In this review we present recent evidence implicating second-messenger systems in two forms of long-lasting synaptic change seen at crustacean neuromuscular junctions. Crustacean motor axons are endowed with numerous terminals, each possessing many individual synapses. Some synapses appear to be quiescent or impotent, but can be recruited in response to imposed functional demands. Supernormal impulse activity leads to long-term facilitation (LTF) which persists for many hours. During the persistent phase, additional synapses are physiologically effective, and morphological changes in synapses are seen at the ultrastructural level. Pulsatile application of serotonin, a neuromodulator, also enhances synaptic transmission, but this enhancement declines more rapidly than LTF. Elevation of intraterminal Ca2+ is neither necessary nor sufficient for long-lasting enhancement of transmission, but activation of A-kinase is necessary. LTF is set in motion by an unknown depolarization-dependent mechanism leading to A-kinase activation, whereas serotonin facilitation depends for its initiation on the phosphatidylinositol system.
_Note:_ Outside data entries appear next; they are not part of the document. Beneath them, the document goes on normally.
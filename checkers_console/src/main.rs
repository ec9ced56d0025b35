#![forbid(unsafe_code)]
#![cfg_attr(feature = "strict", deny(warnings))]

mod client_main;
mod server_config;
mod server_main;

use std::path::PathBuf;

use clap::{Command, arg};

use crate::server_config::ServerConfig;


fn main() -> anyhow::Result<()> {
    env_logger::Builder::new()
        .target(env_logger::Target::Stdout)
        .filter_level(log::LevelFilter::Info)
        .parse_default_env()
        .init();

    let matches = Command::new("Checkers")
        .author(clap::crate_authors!())
        .version(clap::crate_version!())
        .about("Networked checkers client/server console app")
        .subcommand_required(true)
        .subcommand(
            Command::new("server")
                .about("Run as server")
                .arg(
                    arg!(--"config" <config_file> "Path to the configuration file: yaml-serialized ServerConfig.")
                        .value_parser(clap::value_parser!(PathBuf)),
                )
                .arg(
                    arg!(--"port" <port> "TCP port to listen on. Overrides the configuration file.")
                        .value_parser(clap::value_parser!(u16)),
                ),
        )
        .subcommand(
            Command::new("client")
                .about("Run as client")
                .arg(arg!(<server_address> "Server address, e.g. 127.0.0.1:12345")),
        )
        .get_matches();

    match matches.subcommand() {
        Some(("server", sub_matches)) => {
            let mut config = match sub_matches.get_one::<PathBuf>("config") {
                Some(path) => ServerConfig::read_file(path)?,
                None => ServerConfig::default(),
            };
            if let Some(&port) = sub_matches.get_one::<u16>("port") {
                config.port = port;
            }
            server_main::run(config)
        }
        Some(("client", sub_matches)) => client_main::run(client_main::ClientConfig {
            server_address: sub_matches.get_one::<String>("server_address").unwrap().clone(),
        }),
        _ => unreachable!("Exhausted list of subcommands and subcommand_required prevents `None`"),
    }
}
// Glue between freshly accepted connections and game sessions.

use std::io;
use std::sync::Arc;
use std::thread;
use std::time::Duration;

use log::{info, warn};

use crate::event::{REASON_SERVER_FULL, ServerMessage};
use crate::matchmaker::{Matchmaker, MatchmakingResult};
use crate::network::{Connection, LineLimits};
use crate::registry::{DEFAULT_MAX_SESSIONS, SessionId, SessionRegistry};
use crate::session::{GameSession, SessionOutcome};


#[derive(Clone, Copy, Debug)]
pub struct ServerOptions {
    pub max_sessions: usize,
    pub line_limits: LineLimits,
    // If set, a player who stays silent for this long is treated as disconnected.
    pub read_timeout: Option<Duration>,
}

impl Default for ServerOptions {
    fn default() -> Self {
        ServerOptions {
            max_sessions: DEFAULT_MAX_SESSIONS,
            line_limits: LineLimits::default(),
            read_timeout: None,
        }
    }
}

#[derive(Debug)]
pub enum ConnectionOutcome {
    Waiting,
    SessionStarted(SessionId, thread::JoinHandle<SessionOutcome>),
    // Both players were told that the server is full and disconnected.
    Rejected,
}

pub struct Server<C: Connection> {
    options: ServerOptions,
    registry: Arc<SessionRegistry>,
    matchmaker: Matchmaker<C>,
}

impl<C: Connection> Server<C> {
    pub fn new(options: ServerOptions) -> Self {
        Server {
            options,
            registry: Arc::new(SessionRegistry::new(options.max_sessions)),
            matchmaker: Matchmaker::new(),
        }
    }

    pub fn options(&self) -> &ServerOptions { &self.options }
    pub fn registry(&self) -> &Arc<SessionRegistry> { &self.registry }
    pub fn has_waiting(&self) -> bool { self.matchmaker.has_waiting() }

    pub fn handle_connection(&self, conn: C) -> io::Result<ConnectionOutcome> {
        let (white, black) = match self.matchmaker.offer(conn) {
            MatchmakingResult::Waiting => return Ok(ConnectionOutcome::Waiting),
            MatchmakingResult::Paired(white, black) => (white, black),
        };
        let id = match self.registry.allocate() {
            Ok(id) => id,
            Err(err) => {
                warn!(
                    "Rejecting {} and {}: {}",
                    white.describe(),
                    black.describe(),
                    err
                );
                reject(white);
                reject(black);
                return Ok(ConnectionOutcome::Rejected);
            }
        };
        info!("Pairing {} (white) with {} (black) in game {}", white.describe(), black.describe(), id);
        let session = GameSession::new(id, Arc::clone(&self.registry), white, black);
        let spawned = thread::Builder::new()
            .name(format!("game-{}", id.index()))
            .spawn(move || session.run());
        match spawned {
            Ok(handle) => Ok(ConnectionOutcome::SessionStarted(id, handle)),
            Err(err) => {
                // The session (and both connections with it) was dropped inside `spawn`.
                self.registry.release(id);
                Err(err)
            }
        }
    }
}

fn reject<C: Connection>(mut conn: C) {
    // The connection is closed right after, so a failure here changes nothing.
    let _ = conn.send(&ServerMessage::error(REASON_SERVER_FULL));
}
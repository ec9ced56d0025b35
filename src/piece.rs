use derive_new::new;

use crate::force::Force;


#[derive(Clone, Copy, PartialEq, Eq, Hash, Debug)]
pub enum PieceKind {
    Pawn,
    King,
}

#[derive(Clone, Copy, PartialEq, Eq, Hash, Debug, new)]
pub struct PieceOnBoard {
    pub kind: PieceKind,
    pub force: Force,
}

// Lowercase for pawns, uppercase for kings.
pub fn piece_to_ascii(kind: PieceKind, force: Force) -> char {
    use self::Force::*;
    use self::PieceKind::*;
    match (force, kind) {
        (White, Pawn) => 'w',
        (White, King) => 'W',
        (Black, Pawn) => 'b',
        (Black, King) => 'B',
    }
}

pub fn piece_from_ascii(ch: char) -> Option<(PieceKind, Force)> {
    use self::Force::*;
    use self::PieceKind::*;
    match ch {
        'w' => Some((Pawn, White)),
        'W' => Some((King, White)),
        'b' => Some((Pawn, Black)),
        'B' => Some((King, Black)),
        _ => None,
    }
}
use std::sync::Arc;

use enum_map::{EnumMap, enum_map};
use log::{debug, info, warn};
use scopeguard::defer;
use strum::IntoEnumIterator;

use crate::board::BoardStatus;
use crate::event::*;
use crate::force::Force;
use crate::network::{CommunicationError, Connection};
use crate::registry::{SessionId, SessionRegistry};


#[derive(Clone, Copy, PartialEq, Eq, Debug)]
pub enum SessionOutcome {
    // The game reached a terminal position. Never `Ongoing`.
    Finished(BoardStatus),
    // The given force sent QUIT.
    Resigned(Force),
    // Reading from or writing to the given force failed.
    Disconnected(Force),
}

// One game between two paired connections. Runs on its own thread from START to the final
// message, then closes both connections and frees the registry slot.
//
// There is no timeout on reads unless the connections impose one: a silent player stalls the
// session until they disconnect.
pub struct GameSession<C: Connection> {
    id: SessionId,
    registry: Arc<SessionRegistry>,
    peers: EnumMap<Force, C>,
}

impl<C: Connection> GameSession<C> {
    pub fn new(id: SessionId, registry: Arc<SessionRegistry>, white: C, black: C) -> Self {
        let peers = EnumMap::from_array([white, black]);
        GameSession { id, registry, peers }
    }

    pub fn run(mut self) -> SessionOutcome {
        let id = self.id;
        let registry = Arc::clone(&self.registry);
        defer! { registry.release(id); }
        info!(
            "Session {} started: {} (white) vs {} (black)",
            id,
            self.peers[Force::White].describe(),
            self.peers[Force::Black].describe()
        );
        let outcome = self.play();
        info!("Session {} is over: {:?}", id, outcome);
        // Dropping the session closes both connections before the slot is released.
        drop(self);
        outcome
    }

    fn play(&mut self) -> SessionOutcome {
        for force in Force::iter() {
            if self.send(force, ServerMessage::Start(force)).is_err() {
                return self.forfeit_by_disconnect(force);
            }
        }
        loop {
            let mover = self.registry.slot(self.id).game.active_force();
            let waiter = mover.opponent();
            if self.send(waiter, ServerMessage::Wait).is_err() {
                return self.forfeit_by_disconnect(waiter);
            }
            if self.send(mover, ServerMessage::YourTurn).is_err() {
                return self.forfeit_by_disconnect(mover);
            }
            let line = match self.peers[mover].read_line() {
                Ok(line) => line,
                Err(err) if err.is_recoverable() => {
                    let reason = match err {
                        CommunicationError::LineTooLong => REASON_LINE_TOO_LONG,
                        _ => REASON_INVALID_UTF8,
                    };
                    if self.send(mover, ServerMessage::error(reason)).is_err() {
                        return self.forfeit_by_disconnect(mover);
                    }
                    continue;
                }
                Err(err) => {
                    info!("Session {}: {} player is gone: {:?}", self.id, mover, err);
                    return self.forfeit_by_disconnect(mover);
                }
            };
            debug!("Session {}: {} says {:?}", self.id, mover, line);
            let reply = match ClientCommand::parse(&line) {
                Ok(ClientCommand::Quit) => return self.forfeit_by_resignation(mover),
                Ok(ClientCommand::Move(mv)) => {
                    let mut slot = self.registry.slot(self.id);
                    match slot.game.try_turn(mover, mv) {
                        Ok(outcome) => {
                            debug!("Session {}:\n{}", self.id, slot.game.board().render_as_ascii());
                            if outcome.status.is_terminal() {
                                drop(slot);
                                self.announce_result(outcome.status);
                                return SessionOutcome::Finished(outcome.status);
                            }
                            ServerMessage::Ok
                        }
                        Err(err) => ServerMessage::error(format!("{REASON_INVALID_MOVE}: {err}.")),
                    }
                }
                Err(CommandError::Malformed) => ServerMessage::error(REASON_MALFORMED_MOVE),
                Err(CommandError::OffBoard) => ServerMessage::error(REASON_OFF_BOARD),
                Err(CommandError::Unknown(_)) => ServerMessage::error(REASON_UNKNOWN_COMMAND),
            };
            if self.send(mover, reply).is_err() {
                return self.forfeit_by_disconnect(mover);
            }
        }
    }

    fn send(&mut self, force: Force, message: ServerMessage) -> Result<(), CommunicationError> {
        let result = self.peers[force].send(&message);
        if let Err(ref err) = result {
            warn!("Session {}: cannot send {:?} to {}: {:?}", self.id, message, force, err);
        }
        result
    }

    // Status is framed from white's perspective; map it to each side.
    fn announce_result(&mut self, status: BoardStatus) {
        let messages = match status {
            BoardStatus::WhiteWins => enum_map! {
                Force::White => ServerMessage::Win(None),
                Force::Black => ServerMessage::Lose,
            },
            BoardStatus::BlackWins => enum_map! {
                Force::White => ServerMessage::Lose,
                Force::Black => ServerMessage::Win(None),
            },
            BoardStatus::Draw => enum_map! { _ => ServerMessage::Draw },
            BoardStatus::Ongoing => unreachable!("Session {}: announcing an ongoing game", self.id),
        };
        for (force, message) in messages {
            // The game is over either way.
            let _ = self.send(force, message);
        }
    }

    fn forfeit_by_disconnect(&mut self, lost: Force) -> SessionOutcome {
        let reason = REASON_OPPONENT_DISCONNECTED.to_owned();
        let _ = self.send(lost.opponent(), ServerMessage::Win(Some(reason)));
        SessionOutcome::Disconnected(lost)
    }

    fn forfeit_by_resignation(&mut self, lost: Force) -> SessionOutcome {
        let reason = REASON_OPPONENT_RESIGNED.to_owned();
        let _ = self.send(lost.opponent(), ServerMessage::Win(Some(reason)));
        SessionOutcome::Resigned(lost)
    }
}
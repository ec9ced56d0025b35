use std::net::TcpListener;
use std::sync::Arc;

use anyhow::Context;
use log::info;

use checkers::server::Server;

use crate::server_config::ServerConfig;


pub fn run(config: ServerConfig) -> anyhow::Result<()> {
    info!("Starting server with {:?}", config);
    let server = Arc::new(Server::new(config.server_options()));
    let server_view = Arc::clone(&server);
    ctrlc::set_handler(move || {
        info!("Shutting down with {} active game(s)", server_view.registry().num_active());
        std::process::exit(0);
    })
    .context("Failed to set Ctrl-C handler")?;

    let listener = TcpListener::bind(("0.0.0.0", config.port))
        .with_context(|| format!("Failed to bind to port {}", config.port))?;
    checkers::server_main::run(listener, server);
    anyhow::bail!("Unexpected end of TcpListener::incoming")
}
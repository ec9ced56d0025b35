use std::{fmt, ops};

use ndarray::{Array, Array2};

use crate::coord::{Coord, NUM_COLS, NUM_ROWS};
use crate::piece::PieceOnBoard;


// Row-major 8x8 grid. `None` is an empty square.
#[derive(Clone, PartialEq, Eq, Hash)]
pub struct Grid {
    data: Array2<Option<PieceOnBoard>>,
}

impl Grid {
    pub fn new() -> Self {
        Grid {
            data: Array::from_elem((NUM_ROWS as usize, NUM_COLS as usize), None),
        }
    }

    pub fn pieces(&self) -> impl Iterator<Item = (Coord, PieceOnBoard)> + '_ {
        Coord::all().filter_map(|coord| self[coord].map(|piece| (coord, piece)))
    }
}

impl ops::Index<Coord> for Grid {
    type Output = Option<PieceOnBoard>;
    fn index(&self, pos: Coord) -> &Self::Output { &self.data[coord_to_index(pos)] }
}

impl ops::IndexMut<Coord> for Grid {
    fn index_mut(&mut self, pos: Coord) -> &mut Self::Output {
        &mut self.data[coord_to_index(pos)]
    }
}

fn coord_to_index(pos: Coord) -> [usize; 2] {
    [
        pos.row.to_zero_based() as usize,
        pos.col.to_zero_based() as usize,
    ]
}

impl fmt::Debug for Grid {
    fn fmt(&self, f: &mut fmt::Formatter) -> fmt::Result {
        write!(f, "Grid ")?;
        f.debug_map()
            .entries(self.pieces().map(|(coord, piece)| (coord, (piece.force, piece.kind))))
            .finish()
    }
}
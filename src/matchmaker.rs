use std::sync::Mutex;


#[derive(Debug, PartialEq, Eq)]
pub enum MatchmakingResult<C> {
    // The connection is parked until the next arrival.
    Waiting,
    // The earlier arrival comes first: it plays white.
    Paired(C, C),
}

// Pairs connections in arrival order. At most one connection waits at any time.
pub struct Matchmaker<C> {
    waiting: Mutex<Option<C>>,
}

impl<C> Matchmaker<C> {
    pub fn new() -> Self { Matchmaker { waiting: Mutex::new(None) } }

    pub fn offer(&self, conn: C) -> MatchmakingResult<C> {
        let mut waiting = self.waiting.lock().unwrap();
        match waiting.take() {
            None => {
                *waiting = Some(conn);
                MatchmakingResult::Waiting
            }
            Some(first) => MatchmakingResult::Paired(first, conn),
        }
    }

    pub fn has_waiting(&self) -> bool { self.waiting.lock().unwrap().is_some() }
}
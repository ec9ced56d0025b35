#![forbid(unsafe_code)]
#![cfg_attr(feature = "strict", deny(warnings))]

pub mod board;
pub mod coord;
pub mod event;
pub mod force;
pub mod game;
pub mod grid;
pub mod matchmaker;
pub mod network;
pub mod piece;
pub mod registry;
pub mod server;
pub mod server_main;
pub mod session;
pub mod test_util;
The initial phase of serotonin facilitation may be accounted for by production of inositol triphosphate, whereas the secondary long-lasting phase appears to require participation of both C kinase and A kinase. Neither LTF nor serotonin facilitation requires an intact neuron; both are presynaptic phenomena expressed by the nerve terminals. Brief comparison is made with long-lasting synaptic changes in other systems.